National park in Portugal

Peneda-Gerês National Park (Parque Nacional da Peneda-Gerês, /pt/), also known simply as Gerês, is a national park in Norte Region, Portugal. Created in May 1971, it is the oldest protected area and the only national park in Portugal. It covers an area of 695.9 km2, occupying the Districts of Viana do Castelo, Braga, and Vila Real and bordering the Spanish Baixa Limia – Serra do Xurés natural park to the north, which forms the UNESCO biosphere reserve of Gerês-Xurés.

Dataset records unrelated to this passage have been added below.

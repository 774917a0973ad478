use criterion::{black_box, criterion_group, criterion_main, Criterion};
use gridprop::examples::classic::{board_from_grid, solve};
use gridprop::solver::{
    constraint::Constraint,
    engine::PropagationEngine,
    registry::{self, BoardConfig},
    search::BacktrackingSearch,
};

// Puzzle shared with src/examples/classic.rs tests.
const PUZZLE: [[u32; 9]; 9] = [
    [5, 3, 0, 0, 7, 0, 0, 0, 0],
    [6, 0, 0, 1, 9, 5, 0, 0, 0],
    [0, 9, 8, 0, 0, 0, 0, 6, 0],
    [8, 0, 0, 0, 6, 0, 0, 0, 3],
    [4, 0, 0, 8, 0, 3, 0, 0, 1],
    [7, 0, 0, 0, 2, 0, 0, 0, 6],
    [0, 6, 0, 0, 0, 0, 2, 8, 0],
    [0, 0, 0, 4, 1, 9, 0, 0, 5],
    [0, 0, 0, 0, 8, 0, 0, 7, 9],
];

fn bench_classic_solve(c: &mut Criterion) {
    c.bench_function("classic 9x9 solve", |b| {
        b.iter(|| {
            let board = board_from_grid(black_box(&PUZZLE));
            let constraints: Vec<Box<dyn Constraint>> = Vec::new();
            let (solution, _stats) = solve(board, &constraints);
            assert!(solution.is_some());
        });
    });
}

fn bench_propagation_fixed_point(c: &mut Criterion) {
    c.bench_function("propagate to fixed point", |b| {
        b.iter(|| {
            let mut board = board_from_grid(black_box(&PUZZLE));
            let constraints: Vec<Box<dyn Constraint>> = Vec::new();
            let engine = PropagationEngine::new();
            let (outcome, _stats) = engine.propagate(&mut board, &constraints, None);
            black_box(outcome)
        });
    });
}

fn bench_variant_solve(c: &mut Criterion) {
    let config = BoardConfig {
        antiking: true,
        diagonal_negative: true,
        ..BoardConfig::default()
    };

    c.bench_function("empty 9x9 anti-king + diagonal fill", |b| {
        b.iter(|| {
            let mut board = board_from_grid(&[[0; 9]; 9]);
            let constraints = registry::build_aggregate_constraints(&board, black_box(&config));
            let engine = PropagationEngine::new();
            engine.initialize(&mut board, &constraints, false);
            let mut search = BacktrackingSearch::with_seed(1);
            let (solution, _stats) = search.solve(&board, &constraints);
            assert!(solution.is_some());
        });
    });
}

criterion_group!(
    benches,
    bench_classic_solve,
    bench_propagation_fixed_point,
    bench_variant_solve
);
criterion_main!(benches);
//! Cells forced to hold one shared value: palindromes and clone regions.

use std::collections::HashSet;

use serde::Deserialize;
use serde_json::Value;

use crate::{
    error::Result,
    solver::{
        board::Board,
        cells::{cell_indexes_from_names, cell_name, CellIndex},
        combinatorics::combinations,
        constraint::{Constraint, ConstraintDescriptor, ConstraintResult},
        masks::{self, ValueMask},
    },
};

/// All member cells must end up holding the same value.
///
/// Setup teaches the board the consequences: anything excluded for one
/// member is excluded for all of them, and two members the geometry
/// already forces distinct make the puzzle impossible on the spot.
#[derive(Debug, Clone)]
pub struct EqualCellsConstraint {
    name: String,
    specific_name: String,
    cells: Vec<CellIndex>,
    cells_set: HashSet<CellIndex>,
}

impl EqualCellsConstraint {
    pub fn new(name: &str, specific_name: &str, mut cells: Vec<CellIndex>) -> Self {
        cells.sort_unstable();
        cells.dedup();
        let cells_set = cells.iter().copied().collect();
        Self {
            name: name.to_string(),
            specific_name: specific_name.to_string(),
            cells,
            cells_set,
        }
    }

    /// Distinct given values among the members, recomputed per call.
    fn given_values(&self, board: &Board) -> Vec<u32> {
        let mut values = Vec::new();
        for &cell in &self.cells {
            if !board.is_given(cell) {
                continue;
            }
            if let Some(value) = board.value(cell) {
                if !values.contains(&value) {
                    values.push(value);
                }
            }
        }
        values
    }

    /// Intersection of every member's candidates.
    fn shared_mask(&self, board: &Board) -> ValueMask {
        self.cells
            .iter()
            .fold(board.all_values(), |mask, &cell| mask & board.cell_mask(cell))
    }
}

impl Constraint for EqualCellsConstraint {
    fn descriptor(&self) -> ConstraintDescriptor {
        ConstraintDescriptor {
            name: self.name.clone(),
            description: self.specific_name.clone(),
        }
    }

    fn cells(&self) -> &[CellIndex] {
        &self.cells
    }

    fn init(&self, board: &mut Board, is_repeat: bool) -> ConstraintResult {
        if is_repeat || self.cells.len() < 2 {
            return ConstraintResult::Unchanged;
        }

        for pair in combinations(&self.cells, 2) {
            if board.seen_cells(pair[0]).contains(&pair[1]) {
                return ConstraintResult::Invalid;
            }
            board.add_clone_weak_links(pair[0], pair[1]);
        }

        ConstraintResult::Unchanged
    }

    fn enforce(&self, board: &Board, cell: CellIndex, _value: u32) -> bool {
        if !self.cells_set.contains(&cell) {
            return true;
        }

        let given_values = self.given_values(board);
        if given_values.len() > 1 {
            return false;
        }
        if let [value] = given_values[..] {
            return self
                .cells
                .iter()
                .all(|&member| masks::has_value(board.cell_mask(member), value));
        }

        self.shared_mask(board) != 0
    }

    fn logic_step(
        &self,
        board: &mut Board,
        trace: Option<&mut Vec<String>>,
    ) -> ConstraintResult {
        let mut trace = trace;
        let shared = self.shared_mask(board);
        if shared == 0 {
            if let Some(trace) = trace.as_deref_mut() {
                trace.push(format!("{} has no possible values", self.specific_name));
            }
            return ConstraintResult::Invalid;
        }

        let mut outcome = ConstraintResult::Unchanged;
        for &cell in &self.cells {
            let current = board.cell_mask(cell);
            if current == shared {
                continue;
            }
            if let Some(trace) = trace.as_deref_mut() {
                let removed = current & !shared;
                if removed != 0 {
                    trace.push(format!(
                        "{} eliminates {}",
                        self.specific_name,
                        board.compact_name(&[cell], removed)
                    ));
                }
            }
            outcome = outcome.max(board.keep_cell_mask(cell, shared));
        }
        outcome
    }
}

#[derive(Debug, Deserialize)]
struct PalindromeParams {
    lines: Vec<Vec<String>>,
}

/// Factory for the `palindrome` rule: each line pairs its i-th cell with
/// its mirror, and every pair must match.
pub fn build_palindrome(board: &Board, params: &Value) -> Result<Vec<Box<dyn Constraint>>> {
    let Ok(params) = serde_json::from_value::<PalindromeParams>(params.clone()) else {
        return Ok(Vec::new());
    };

    let mut built: Vec<Box<dyn Constraint>> = Vec::new();
    for line in &params.lines {
        if line.is_empty() {
            continue;
        }
        let cells = cell_indexes_from_names(line, board.size())?;
        let specific_name = format!("Palindrome at {}", cell_name(cells[0], board.size()));
        for i in 0..cells.len() / 2 {
            let pair = vec![cells[i], cells[cells.len() - 1 - i]];
            built.push(Box::new(EqualCellsConstraint::new(
                "Palindrome",
                &specific_name,
                pair,
            )));
        }
    }
    Ok(built)
}

#[derive(Debug, Deserialize)]
struct CloneParams {
    cells: Vec<String>,
    #[serde(rename = "cloneCells")]
    clone_cells: Vec<String>,
}

/// Factory for the `clone` rule: two equal-length cell groups matched
/// index-wise. Mismatched lengths are a malformed instance and build
/// nothing.
pub fn build_clone(board: &Board, params: &Value) -> Result<Vec<Box<dyn Constraint>>> {
    let Ok(params) = serde_json::from_value::<CloneParams>(params.clone()) else {
        return Ok(Vec::new());
    };
    if params.cells.len() != params.clone_cells.len() {
        return Ok(Vec::new());
    }

    let originals = cell_indexes_from_names(&params.cells, board.size())?;
    let clones = cell_indexes_from_names(&params.clone_cells, board.size())?;

    let mut built: Vec<Box<dyn Constraint>> = Vec::new();
    for (&original, &clone) in originals.iter().zip(&clones) {
        let specific_name = format!(
            "Clone Cells {},{}",
            cell_name(original, board.size()),
            cell_name(clone, board.size())
        );
        built.push(Box::new(EqualCellsConstraint::new(
            "Clone",
            &specific_name,
            vec![original, clone],
        )));
    }
    Ok(built)
}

Peneda-Gerês was given its name by its two main granite massifs, the Serra da Peneda and the Serra do Gerês which, with the Serra Amarela and the Serra do Soajo, constitute the park's highest peaks. On the other hand, the precipitous valleys, crossed by high flowing streams, host lush temperate broadleaf and mixed forests of oak and pine, being one of the last strongholds of the typical Atlantic European flora of Portugal, contrasting with an evolving Mediterranean biome. The park is also home to around 220 vertebrate species, some only native to the Iberian Peninsula including the threatened Pyrenean desman, Iberian frog, or gold-striped salamander.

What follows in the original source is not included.